WHAT TO DO
Of the entries below, return only those lines from the line with "Email of the actor that performed the mutation." to the line with "in the backend.", exactly, both included.

RECORDS PROVIDED Block Start

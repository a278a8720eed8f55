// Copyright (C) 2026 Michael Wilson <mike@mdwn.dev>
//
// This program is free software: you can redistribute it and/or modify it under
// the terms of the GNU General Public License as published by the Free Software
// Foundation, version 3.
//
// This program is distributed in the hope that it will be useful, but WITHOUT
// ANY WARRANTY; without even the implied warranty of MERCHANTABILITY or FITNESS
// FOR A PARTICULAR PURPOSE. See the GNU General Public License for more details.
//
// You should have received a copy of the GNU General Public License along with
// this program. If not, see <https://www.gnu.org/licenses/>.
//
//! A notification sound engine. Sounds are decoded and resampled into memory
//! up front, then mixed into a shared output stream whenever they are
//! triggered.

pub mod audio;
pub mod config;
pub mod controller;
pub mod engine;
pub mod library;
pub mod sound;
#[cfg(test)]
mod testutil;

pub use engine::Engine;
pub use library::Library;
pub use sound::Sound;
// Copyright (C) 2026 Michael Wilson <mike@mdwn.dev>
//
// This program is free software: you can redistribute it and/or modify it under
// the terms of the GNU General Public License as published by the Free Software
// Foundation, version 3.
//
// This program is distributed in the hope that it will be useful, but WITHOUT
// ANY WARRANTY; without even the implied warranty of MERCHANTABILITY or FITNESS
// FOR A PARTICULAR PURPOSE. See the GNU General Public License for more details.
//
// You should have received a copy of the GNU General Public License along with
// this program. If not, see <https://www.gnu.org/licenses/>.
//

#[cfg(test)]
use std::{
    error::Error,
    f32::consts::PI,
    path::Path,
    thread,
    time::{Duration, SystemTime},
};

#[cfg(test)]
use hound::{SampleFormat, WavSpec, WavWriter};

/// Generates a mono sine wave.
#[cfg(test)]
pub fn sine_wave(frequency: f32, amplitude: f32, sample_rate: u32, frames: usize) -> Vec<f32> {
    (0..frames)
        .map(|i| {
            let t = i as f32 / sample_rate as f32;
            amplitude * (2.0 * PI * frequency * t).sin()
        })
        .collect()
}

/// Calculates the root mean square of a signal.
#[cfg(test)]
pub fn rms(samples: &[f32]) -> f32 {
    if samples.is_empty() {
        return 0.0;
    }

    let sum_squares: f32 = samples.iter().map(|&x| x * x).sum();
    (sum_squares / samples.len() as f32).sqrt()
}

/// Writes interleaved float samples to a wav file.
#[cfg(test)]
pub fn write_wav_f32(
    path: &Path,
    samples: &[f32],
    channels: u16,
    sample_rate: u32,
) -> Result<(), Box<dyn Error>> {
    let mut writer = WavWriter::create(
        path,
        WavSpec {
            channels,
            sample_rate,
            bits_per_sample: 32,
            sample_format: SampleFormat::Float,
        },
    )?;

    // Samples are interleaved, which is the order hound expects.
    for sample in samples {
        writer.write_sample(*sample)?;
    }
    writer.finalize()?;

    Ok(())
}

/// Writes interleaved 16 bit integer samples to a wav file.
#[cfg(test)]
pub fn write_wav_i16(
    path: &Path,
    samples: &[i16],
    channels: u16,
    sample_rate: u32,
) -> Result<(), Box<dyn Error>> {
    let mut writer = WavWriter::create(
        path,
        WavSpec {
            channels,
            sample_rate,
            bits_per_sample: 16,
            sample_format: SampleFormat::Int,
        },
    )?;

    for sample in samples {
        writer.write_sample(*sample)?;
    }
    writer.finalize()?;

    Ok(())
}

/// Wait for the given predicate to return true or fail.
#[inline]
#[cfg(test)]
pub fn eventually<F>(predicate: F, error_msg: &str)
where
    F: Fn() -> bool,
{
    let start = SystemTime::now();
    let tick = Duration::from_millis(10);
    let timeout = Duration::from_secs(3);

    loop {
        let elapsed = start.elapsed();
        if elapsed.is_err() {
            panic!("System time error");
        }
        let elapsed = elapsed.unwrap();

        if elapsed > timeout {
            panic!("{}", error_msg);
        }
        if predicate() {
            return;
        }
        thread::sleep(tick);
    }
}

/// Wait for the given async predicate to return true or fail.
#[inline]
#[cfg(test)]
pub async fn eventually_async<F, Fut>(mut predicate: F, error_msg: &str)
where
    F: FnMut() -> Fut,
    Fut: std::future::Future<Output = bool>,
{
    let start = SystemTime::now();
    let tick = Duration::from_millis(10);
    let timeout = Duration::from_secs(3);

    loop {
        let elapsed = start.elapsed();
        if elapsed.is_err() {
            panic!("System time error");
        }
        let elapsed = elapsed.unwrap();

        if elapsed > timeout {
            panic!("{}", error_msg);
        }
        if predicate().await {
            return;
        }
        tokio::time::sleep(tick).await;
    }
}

RECORDS PROVIDED Block End
RECORDS PROVIDED Block Start

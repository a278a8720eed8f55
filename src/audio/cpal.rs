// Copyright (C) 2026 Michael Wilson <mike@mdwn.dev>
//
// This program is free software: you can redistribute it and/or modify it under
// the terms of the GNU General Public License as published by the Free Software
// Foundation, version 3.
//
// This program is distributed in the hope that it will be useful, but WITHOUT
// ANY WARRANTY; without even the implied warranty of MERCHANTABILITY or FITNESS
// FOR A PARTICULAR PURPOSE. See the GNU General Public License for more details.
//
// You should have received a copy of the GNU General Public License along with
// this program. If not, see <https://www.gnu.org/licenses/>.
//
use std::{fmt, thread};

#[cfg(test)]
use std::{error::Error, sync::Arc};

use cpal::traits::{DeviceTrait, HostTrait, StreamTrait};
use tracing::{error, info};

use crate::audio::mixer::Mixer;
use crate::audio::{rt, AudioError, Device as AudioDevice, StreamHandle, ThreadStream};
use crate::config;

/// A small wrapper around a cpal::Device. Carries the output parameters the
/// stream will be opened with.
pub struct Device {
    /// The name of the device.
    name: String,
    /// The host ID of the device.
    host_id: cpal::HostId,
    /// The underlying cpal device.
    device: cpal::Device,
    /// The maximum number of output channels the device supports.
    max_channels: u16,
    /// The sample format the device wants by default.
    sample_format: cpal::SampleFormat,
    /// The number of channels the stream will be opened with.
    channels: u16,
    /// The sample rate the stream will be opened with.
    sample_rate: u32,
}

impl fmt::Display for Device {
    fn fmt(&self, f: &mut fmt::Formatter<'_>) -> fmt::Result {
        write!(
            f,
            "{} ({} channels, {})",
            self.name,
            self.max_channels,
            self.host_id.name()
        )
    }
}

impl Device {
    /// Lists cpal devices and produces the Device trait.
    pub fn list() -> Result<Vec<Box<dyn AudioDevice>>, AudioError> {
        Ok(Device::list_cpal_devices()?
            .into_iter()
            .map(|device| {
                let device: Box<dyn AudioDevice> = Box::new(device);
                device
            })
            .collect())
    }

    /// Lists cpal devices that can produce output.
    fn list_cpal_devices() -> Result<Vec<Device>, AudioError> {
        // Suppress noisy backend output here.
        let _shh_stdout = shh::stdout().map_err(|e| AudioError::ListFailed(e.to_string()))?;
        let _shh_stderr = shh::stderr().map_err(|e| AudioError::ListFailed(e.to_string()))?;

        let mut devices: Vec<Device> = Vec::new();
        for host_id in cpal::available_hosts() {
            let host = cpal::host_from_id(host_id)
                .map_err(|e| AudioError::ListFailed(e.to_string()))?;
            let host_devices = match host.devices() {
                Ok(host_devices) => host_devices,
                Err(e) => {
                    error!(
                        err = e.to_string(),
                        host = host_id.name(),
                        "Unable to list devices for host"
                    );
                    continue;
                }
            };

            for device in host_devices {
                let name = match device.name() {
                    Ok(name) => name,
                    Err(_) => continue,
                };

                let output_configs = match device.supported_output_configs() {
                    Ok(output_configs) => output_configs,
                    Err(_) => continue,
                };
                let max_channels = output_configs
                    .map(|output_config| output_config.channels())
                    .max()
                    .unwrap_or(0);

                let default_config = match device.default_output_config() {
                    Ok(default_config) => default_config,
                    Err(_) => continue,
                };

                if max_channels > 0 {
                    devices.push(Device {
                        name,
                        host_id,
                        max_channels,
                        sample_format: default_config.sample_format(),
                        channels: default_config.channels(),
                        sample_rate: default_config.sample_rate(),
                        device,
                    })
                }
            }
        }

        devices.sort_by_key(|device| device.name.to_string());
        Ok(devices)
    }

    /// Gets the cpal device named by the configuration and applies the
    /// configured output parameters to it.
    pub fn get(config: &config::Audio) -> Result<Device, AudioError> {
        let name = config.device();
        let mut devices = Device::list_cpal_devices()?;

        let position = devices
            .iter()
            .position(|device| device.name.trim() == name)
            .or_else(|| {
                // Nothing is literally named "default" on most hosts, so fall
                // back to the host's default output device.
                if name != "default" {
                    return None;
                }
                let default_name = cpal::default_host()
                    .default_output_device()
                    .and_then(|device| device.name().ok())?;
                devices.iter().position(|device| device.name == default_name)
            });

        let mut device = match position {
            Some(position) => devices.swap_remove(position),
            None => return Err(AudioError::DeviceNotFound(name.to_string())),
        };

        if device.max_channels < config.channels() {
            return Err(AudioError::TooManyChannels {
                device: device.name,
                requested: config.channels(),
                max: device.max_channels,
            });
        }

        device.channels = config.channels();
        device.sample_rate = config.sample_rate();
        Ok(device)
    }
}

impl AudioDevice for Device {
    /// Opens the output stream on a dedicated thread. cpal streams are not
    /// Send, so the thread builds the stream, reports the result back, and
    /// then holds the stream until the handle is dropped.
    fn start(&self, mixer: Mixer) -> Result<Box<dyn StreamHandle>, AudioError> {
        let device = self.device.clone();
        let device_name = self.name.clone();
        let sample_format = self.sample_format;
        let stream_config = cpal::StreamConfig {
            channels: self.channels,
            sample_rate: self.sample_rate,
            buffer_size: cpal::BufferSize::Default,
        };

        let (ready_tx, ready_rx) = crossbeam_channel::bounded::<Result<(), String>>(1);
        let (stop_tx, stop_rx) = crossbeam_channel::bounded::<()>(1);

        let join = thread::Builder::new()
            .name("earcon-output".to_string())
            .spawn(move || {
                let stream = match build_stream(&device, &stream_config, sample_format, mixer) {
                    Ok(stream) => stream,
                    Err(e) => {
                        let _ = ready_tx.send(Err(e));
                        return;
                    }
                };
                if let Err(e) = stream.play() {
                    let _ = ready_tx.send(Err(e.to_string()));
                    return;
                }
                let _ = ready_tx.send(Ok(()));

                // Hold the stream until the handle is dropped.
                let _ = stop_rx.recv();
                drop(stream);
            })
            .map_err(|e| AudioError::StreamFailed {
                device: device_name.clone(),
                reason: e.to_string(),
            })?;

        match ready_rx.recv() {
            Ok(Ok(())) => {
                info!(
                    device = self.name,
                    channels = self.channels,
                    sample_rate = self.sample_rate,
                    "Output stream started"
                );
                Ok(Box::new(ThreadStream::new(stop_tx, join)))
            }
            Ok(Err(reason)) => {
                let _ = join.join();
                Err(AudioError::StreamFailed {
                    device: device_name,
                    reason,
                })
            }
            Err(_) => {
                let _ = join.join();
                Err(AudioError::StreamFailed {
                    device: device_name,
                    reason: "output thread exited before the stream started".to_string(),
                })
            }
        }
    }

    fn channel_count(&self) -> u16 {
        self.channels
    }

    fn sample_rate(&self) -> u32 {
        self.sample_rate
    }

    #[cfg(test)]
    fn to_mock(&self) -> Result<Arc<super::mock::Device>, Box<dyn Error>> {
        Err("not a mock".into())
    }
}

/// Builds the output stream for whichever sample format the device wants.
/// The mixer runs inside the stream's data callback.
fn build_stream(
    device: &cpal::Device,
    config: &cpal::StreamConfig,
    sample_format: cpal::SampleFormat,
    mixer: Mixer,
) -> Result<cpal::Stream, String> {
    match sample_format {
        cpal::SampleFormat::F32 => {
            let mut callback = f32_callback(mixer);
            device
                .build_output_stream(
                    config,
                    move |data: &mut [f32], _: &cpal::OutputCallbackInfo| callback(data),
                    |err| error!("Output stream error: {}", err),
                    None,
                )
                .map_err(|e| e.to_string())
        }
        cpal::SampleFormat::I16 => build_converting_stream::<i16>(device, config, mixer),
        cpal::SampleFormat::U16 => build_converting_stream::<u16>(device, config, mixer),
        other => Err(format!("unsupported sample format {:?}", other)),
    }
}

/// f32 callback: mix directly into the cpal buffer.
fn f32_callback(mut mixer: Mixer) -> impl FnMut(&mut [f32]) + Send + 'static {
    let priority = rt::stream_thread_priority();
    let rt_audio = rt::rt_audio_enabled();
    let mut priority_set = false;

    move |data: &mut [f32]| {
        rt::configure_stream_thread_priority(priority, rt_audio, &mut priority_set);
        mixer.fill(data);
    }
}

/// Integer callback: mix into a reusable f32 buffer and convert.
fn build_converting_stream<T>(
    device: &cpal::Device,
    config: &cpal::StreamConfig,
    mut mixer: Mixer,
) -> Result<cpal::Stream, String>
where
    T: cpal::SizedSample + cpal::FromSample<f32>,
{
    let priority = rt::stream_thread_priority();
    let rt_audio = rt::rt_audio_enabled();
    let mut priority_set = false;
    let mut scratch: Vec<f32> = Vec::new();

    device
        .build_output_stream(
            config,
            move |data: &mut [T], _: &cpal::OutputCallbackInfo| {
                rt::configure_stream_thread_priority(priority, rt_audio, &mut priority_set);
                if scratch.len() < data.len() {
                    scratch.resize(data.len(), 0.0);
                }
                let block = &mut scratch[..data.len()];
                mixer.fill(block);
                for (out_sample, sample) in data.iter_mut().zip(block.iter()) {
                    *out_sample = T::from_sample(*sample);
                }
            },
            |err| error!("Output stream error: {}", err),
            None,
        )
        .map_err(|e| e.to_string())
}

RECORDS PROVIDED Block End
RECORDS PROVIDED Block Start

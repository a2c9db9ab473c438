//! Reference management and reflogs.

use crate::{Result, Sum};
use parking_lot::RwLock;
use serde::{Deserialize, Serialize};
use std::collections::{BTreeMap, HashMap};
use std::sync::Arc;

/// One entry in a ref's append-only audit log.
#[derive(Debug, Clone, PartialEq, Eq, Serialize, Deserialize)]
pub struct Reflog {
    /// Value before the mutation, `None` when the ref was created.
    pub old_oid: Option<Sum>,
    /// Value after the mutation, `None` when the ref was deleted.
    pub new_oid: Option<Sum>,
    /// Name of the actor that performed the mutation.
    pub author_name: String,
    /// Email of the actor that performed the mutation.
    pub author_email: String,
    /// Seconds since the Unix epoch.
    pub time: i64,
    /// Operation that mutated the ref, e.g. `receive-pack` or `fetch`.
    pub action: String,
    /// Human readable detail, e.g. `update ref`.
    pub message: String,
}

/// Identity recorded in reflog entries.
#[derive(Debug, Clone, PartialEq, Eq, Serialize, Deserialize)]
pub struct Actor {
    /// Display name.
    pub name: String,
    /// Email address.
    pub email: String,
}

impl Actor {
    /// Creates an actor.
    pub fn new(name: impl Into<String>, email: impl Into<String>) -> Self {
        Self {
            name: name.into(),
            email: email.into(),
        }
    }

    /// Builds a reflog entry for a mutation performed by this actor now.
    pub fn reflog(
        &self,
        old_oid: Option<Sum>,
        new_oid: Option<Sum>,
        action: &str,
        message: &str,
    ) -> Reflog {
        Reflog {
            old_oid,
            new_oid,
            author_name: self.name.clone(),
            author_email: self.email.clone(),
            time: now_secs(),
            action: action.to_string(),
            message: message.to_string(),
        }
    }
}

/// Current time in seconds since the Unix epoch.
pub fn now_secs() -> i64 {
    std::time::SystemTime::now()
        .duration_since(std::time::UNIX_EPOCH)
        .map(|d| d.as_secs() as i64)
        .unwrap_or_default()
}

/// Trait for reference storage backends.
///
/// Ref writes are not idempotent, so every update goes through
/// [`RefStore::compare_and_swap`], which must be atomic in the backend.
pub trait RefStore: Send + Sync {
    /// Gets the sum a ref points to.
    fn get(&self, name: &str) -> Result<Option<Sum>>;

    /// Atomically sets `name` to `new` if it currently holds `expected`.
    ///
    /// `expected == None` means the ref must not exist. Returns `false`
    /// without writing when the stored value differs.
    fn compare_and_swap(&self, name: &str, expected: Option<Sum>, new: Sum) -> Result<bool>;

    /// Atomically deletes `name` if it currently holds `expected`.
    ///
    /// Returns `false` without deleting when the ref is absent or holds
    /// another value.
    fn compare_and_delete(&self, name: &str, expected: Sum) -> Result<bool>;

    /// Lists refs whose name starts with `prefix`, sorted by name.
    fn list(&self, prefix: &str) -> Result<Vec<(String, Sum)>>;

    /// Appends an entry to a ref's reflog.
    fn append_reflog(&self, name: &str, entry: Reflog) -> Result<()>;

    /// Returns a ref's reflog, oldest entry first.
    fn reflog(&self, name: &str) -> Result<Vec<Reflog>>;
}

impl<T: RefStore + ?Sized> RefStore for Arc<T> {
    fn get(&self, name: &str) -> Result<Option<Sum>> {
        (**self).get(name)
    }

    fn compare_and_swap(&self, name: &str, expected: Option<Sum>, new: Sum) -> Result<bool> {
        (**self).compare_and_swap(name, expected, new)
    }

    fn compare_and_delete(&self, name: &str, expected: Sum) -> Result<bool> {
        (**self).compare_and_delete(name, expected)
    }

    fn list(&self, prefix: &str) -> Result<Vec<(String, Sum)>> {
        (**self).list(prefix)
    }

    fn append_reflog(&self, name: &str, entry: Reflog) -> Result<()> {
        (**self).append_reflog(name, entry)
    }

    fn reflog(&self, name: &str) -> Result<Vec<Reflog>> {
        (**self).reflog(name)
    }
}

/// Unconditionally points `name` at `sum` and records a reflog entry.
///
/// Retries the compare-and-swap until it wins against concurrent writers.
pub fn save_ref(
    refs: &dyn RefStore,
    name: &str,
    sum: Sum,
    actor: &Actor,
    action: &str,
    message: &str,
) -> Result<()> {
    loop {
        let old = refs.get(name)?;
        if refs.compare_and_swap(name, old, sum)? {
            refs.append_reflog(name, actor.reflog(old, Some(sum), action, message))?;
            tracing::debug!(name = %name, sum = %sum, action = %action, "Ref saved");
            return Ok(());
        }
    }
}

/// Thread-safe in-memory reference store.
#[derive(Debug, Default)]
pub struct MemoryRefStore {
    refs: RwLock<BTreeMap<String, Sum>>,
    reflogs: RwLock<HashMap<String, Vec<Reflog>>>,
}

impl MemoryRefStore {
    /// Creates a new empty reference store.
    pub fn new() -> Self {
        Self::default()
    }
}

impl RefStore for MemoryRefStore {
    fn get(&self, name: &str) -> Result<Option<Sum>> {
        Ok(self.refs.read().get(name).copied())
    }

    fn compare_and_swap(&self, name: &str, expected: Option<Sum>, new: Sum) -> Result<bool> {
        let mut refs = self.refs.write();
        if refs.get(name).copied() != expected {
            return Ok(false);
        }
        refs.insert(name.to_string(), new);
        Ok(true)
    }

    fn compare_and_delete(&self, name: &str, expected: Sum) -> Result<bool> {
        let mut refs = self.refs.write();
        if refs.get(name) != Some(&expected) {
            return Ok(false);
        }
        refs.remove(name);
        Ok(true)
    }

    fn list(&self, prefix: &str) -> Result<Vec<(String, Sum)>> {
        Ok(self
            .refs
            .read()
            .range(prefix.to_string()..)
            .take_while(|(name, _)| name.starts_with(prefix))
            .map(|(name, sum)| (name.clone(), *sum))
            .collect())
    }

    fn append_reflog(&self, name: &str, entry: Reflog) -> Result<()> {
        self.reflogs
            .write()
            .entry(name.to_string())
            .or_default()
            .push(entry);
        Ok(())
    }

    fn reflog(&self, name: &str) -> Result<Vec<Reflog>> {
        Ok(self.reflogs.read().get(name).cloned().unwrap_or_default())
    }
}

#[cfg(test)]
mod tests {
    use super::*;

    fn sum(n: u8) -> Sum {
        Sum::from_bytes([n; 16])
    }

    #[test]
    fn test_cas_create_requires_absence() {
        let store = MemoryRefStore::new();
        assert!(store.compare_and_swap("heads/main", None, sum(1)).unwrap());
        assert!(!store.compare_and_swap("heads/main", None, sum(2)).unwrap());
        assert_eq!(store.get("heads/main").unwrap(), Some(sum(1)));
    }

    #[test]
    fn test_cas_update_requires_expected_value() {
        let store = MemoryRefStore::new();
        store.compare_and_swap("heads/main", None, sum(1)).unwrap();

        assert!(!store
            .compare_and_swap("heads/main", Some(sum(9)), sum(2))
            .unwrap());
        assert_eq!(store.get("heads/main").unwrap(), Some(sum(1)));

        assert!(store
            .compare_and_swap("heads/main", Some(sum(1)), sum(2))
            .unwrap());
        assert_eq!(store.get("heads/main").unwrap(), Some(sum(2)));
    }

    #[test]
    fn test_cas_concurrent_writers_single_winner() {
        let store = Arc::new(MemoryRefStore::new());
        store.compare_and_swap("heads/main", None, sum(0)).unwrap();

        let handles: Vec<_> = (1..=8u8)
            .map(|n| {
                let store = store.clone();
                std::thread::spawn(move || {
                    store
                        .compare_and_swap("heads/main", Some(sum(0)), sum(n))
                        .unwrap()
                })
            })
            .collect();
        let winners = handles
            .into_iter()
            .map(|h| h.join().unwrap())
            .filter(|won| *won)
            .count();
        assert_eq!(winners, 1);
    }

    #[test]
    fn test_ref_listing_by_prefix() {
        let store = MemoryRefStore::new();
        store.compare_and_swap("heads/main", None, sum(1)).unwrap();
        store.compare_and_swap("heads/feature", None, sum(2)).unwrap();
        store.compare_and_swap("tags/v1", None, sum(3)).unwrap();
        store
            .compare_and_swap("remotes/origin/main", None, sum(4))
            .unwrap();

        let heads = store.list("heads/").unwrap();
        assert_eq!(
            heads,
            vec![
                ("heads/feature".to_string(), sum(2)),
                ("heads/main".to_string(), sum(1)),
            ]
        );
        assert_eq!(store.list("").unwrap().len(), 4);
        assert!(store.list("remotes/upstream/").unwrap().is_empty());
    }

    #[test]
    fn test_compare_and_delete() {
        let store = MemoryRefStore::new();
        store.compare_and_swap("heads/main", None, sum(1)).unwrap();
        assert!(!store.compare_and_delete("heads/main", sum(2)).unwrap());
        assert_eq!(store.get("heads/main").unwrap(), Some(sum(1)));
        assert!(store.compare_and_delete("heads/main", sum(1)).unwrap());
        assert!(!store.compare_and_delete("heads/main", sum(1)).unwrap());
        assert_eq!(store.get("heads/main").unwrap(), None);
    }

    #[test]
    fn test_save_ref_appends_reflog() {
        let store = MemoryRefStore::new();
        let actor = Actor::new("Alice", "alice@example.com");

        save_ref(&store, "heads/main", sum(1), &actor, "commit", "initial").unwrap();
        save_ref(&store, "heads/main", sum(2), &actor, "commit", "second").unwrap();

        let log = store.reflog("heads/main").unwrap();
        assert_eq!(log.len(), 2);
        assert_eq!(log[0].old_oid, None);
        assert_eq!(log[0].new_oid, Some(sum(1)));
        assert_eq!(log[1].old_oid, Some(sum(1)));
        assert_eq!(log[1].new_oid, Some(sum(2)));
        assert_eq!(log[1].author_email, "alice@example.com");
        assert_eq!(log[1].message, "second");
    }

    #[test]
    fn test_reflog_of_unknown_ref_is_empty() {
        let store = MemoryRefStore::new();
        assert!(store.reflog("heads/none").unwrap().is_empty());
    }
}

RECORDS PROVIDED Block End

ANSWER SECTION
    /// Email of the actor that performed the mutation.
    pub author_email: String,
    /// Seconds since the Unix epoch.
    pub time: i64,
    /// Operation that mutated the ref, e.g. `receive-pack` or `fetch`.
    pub action: String,
    /// Human readable detail, e.g. `update ref`.
    pub message: String,
}

/// Identity recorded in reflog entries.
#[derive(Debug, Clone, PartialEq, Eq, Serialize, Deserialize)]
pub struct Actor {
    /// Display name.
    pub name: String,
    /// Email address.
    pub email: String,
}

impl Actor {
    /// Creates an actor.
    pub fn new(name: impl Into<String>, email: impl Into<String>) -> Self {
        Self {
            name: name.into(),
            email: email.into(),
        }
    }

    /// Builds a reflog entry for a mutation performed by this actor now.
    pub fn reflog(
        &self,
        old_oid: Option<Sum>,
        new_oid: Option<Sum>,
        action: &str,
        message: &str,
    ) -> Reflog {
        Reflog {
            old_oid,
            new_oid,
            author_name: self.name.clone(),
            author_email: self.email.clone(),
            time: now_secs(),
            action: action.to_string(),
            message: message.to_string(),
        }
    }
}

/// Current time in seconds since the Unix epoch.
pub fn now_secs() -> i64 {
    std::time::SystemTime::now()
        .duration_since(std::time::UNIX_EPOCH)
        .map(|d| d.as_secs() as i64)
        .unwrap_or_default()
}

/// Trait for reference storage backends.
///
/// Ref writes are not idempotent, so every update goes through
/// [`RefStore::compare_and_swap`], which must be atomic in the backend.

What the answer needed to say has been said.